### WHAT TO WORK ON
Where does the word "true" occur in the material? Copy each line that has it.
┄┄┄┄┄┄
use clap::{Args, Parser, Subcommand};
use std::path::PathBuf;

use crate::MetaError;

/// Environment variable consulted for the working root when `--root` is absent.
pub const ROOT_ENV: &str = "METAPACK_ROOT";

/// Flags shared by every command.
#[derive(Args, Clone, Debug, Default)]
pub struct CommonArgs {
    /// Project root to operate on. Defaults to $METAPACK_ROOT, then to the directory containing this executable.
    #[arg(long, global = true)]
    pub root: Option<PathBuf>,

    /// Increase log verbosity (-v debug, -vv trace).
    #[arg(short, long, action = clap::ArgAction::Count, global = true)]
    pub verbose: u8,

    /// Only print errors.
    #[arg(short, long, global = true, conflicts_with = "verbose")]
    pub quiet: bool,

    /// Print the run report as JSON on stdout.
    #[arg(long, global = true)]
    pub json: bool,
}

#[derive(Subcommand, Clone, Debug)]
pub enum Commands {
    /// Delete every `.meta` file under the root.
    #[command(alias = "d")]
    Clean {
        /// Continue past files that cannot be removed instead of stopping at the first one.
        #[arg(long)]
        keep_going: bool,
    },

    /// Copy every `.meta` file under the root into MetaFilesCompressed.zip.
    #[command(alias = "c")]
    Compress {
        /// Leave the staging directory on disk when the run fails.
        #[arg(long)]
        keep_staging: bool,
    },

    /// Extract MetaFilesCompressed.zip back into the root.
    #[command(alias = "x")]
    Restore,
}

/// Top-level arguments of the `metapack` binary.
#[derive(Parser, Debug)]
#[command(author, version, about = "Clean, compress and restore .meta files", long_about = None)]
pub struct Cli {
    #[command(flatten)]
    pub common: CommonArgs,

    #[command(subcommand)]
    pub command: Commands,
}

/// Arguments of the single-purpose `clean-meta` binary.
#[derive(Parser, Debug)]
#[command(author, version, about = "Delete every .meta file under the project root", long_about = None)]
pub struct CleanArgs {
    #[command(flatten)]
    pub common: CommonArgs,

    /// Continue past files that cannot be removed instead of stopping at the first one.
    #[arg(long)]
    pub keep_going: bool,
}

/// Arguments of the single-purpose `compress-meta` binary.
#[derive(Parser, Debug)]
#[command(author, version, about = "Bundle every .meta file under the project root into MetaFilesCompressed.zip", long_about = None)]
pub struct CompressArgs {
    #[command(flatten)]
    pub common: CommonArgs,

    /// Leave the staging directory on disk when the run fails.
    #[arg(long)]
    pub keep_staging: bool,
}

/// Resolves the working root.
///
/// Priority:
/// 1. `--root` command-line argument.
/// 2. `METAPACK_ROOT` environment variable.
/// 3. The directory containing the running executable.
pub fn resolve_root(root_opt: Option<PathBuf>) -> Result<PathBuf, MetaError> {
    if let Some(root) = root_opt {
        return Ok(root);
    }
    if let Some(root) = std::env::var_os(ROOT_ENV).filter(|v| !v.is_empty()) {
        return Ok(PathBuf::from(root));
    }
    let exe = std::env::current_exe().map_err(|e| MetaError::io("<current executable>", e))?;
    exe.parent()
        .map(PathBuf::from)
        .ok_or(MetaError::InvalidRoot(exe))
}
┄┄┄┄┄┄
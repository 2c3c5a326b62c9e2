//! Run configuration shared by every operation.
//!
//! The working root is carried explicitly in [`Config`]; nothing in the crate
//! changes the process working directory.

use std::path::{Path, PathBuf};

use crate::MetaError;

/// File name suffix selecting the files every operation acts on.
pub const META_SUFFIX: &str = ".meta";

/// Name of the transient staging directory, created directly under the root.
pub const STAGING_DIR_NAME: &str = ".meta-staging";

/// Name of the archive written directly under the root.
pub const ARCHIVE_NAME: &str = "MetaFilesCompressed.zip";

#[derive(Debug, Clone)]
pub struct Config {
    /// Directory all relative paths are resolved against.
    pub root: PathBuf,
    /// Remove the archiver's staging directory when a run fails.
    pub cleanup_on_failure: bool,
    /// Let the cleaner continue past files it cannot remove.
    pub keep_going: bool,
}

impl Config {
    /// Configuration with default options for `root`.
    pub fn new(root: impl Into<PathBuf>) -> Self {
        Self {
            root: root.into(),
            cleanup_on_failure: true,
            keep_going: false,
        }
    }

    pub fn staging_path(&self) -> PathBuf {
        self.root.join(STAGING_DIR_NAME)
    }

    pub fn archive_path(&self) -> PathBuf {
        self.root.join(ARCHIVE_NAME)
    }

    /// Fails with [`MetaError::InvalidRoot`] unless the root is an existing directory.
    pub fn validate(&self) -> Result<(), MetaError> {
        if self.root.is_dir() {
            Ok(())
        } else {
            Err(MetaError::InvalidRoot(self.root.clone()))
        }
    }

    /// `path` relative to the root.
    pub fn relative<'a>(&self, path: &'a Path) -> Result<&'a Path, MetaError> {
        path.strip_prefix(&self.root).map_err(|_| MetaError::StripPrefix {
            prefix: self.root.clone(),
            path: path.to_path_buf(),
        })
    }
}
┄┄┄┄┄┄
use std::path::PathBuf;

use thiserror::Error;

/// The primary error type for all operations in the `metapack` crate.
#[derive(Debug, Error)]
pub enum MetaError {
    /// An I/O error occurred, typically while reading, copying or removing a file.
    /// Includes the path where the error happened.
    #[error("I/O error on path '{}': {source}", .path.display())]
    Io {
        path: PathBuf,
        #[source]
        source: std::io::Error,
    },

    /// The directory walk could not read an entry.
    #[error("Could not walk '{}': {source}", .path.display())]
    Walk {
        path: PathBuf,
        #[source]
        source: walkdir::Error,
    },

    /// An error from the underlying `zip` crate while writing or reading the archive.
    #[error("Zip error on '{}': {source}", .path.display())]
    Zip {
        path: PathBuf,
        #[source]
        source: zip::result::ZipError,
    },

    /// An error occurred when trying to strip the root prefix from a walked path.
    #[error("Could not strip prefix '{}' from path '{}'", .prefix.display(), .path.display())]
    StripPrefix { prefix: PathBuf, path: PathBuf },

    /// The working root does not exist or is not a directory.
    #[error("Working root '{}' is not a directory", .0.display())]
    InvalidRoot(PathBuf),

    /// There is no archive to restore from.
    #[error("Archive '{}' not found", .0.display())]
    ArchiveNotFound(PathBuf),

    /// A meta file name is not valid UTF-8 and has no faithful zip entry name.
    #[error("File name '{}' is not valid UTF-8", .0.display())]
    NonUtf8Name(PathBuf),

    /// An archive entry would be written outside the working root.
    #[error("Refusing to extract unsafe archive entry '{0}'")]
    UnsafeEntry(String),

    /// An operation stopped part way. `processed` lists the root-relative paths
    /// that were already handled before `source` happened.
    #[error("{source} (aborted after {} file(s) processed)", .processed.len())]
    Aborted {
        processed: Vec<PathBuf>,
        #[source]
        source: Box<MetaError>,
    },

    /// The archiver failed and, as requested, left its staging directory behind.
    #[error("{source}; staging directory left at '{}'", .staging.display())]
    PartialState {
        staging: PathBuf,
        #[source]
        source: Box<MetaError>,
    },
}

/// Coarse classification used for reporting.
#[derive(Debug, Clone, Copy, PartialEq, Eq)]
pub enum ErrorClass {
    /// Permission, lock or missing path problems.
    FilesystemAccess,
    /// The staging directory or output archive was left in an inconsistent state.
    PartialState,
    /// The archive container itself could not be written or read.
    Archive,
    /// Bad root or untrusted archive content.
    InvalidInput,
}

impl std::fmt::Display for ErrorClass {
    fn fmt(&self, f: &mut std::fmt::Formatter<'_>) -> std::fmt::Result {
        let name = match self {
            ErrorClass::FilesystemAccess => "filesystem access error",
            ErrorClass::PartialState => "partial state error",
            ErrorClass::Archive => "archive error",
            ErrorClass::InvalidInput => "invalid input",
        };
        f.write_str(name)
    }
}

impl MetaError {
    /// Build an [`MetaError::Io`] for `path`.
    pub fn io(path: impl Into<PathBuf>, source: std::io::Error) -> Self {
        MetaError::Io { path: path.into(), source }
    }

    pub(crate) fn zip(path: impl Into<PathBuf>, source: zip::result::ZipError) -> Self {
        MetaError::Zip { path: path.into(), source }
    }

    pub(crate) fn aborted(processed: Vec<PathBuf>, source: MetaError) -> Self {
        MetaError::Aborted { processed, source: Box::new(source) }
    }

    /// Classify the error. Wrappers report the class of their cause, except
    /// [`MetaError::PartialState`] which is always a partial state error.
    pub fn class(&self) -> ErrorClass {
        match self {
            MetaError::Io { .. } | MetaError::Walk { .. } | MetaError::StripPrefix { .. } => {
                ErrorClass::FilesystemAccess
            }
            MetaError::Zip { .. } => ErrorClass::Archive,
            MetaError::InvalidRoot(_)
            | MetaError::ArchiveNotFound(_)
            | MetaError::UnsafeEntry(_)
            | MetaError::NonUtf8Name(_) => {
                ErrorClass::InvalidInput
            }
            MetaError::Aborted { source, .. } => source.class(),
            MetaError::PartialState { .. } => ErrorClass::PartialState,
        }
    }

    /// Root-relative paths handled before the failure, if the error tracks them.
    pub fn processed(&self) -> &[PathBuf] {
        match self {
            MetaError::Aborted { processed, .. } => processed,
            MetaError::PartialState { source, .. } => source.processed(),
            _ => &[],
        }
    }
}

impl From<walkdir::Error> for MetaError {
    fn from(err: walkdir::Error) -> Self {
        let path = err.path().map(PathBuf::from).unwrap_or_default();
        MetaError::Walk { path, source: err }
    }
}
┄┄┄┄┄┄
### EXERCISE ANSWER
    #[arg(long, global = true)]
    #[arg(short, long, action = clap::ArgAction::Count, global = true)]
    #[arg(short, long, global = true, conflicts_with = "verbose")]
    #[arg(long, global = true)]
            cleanup_on_failure: true,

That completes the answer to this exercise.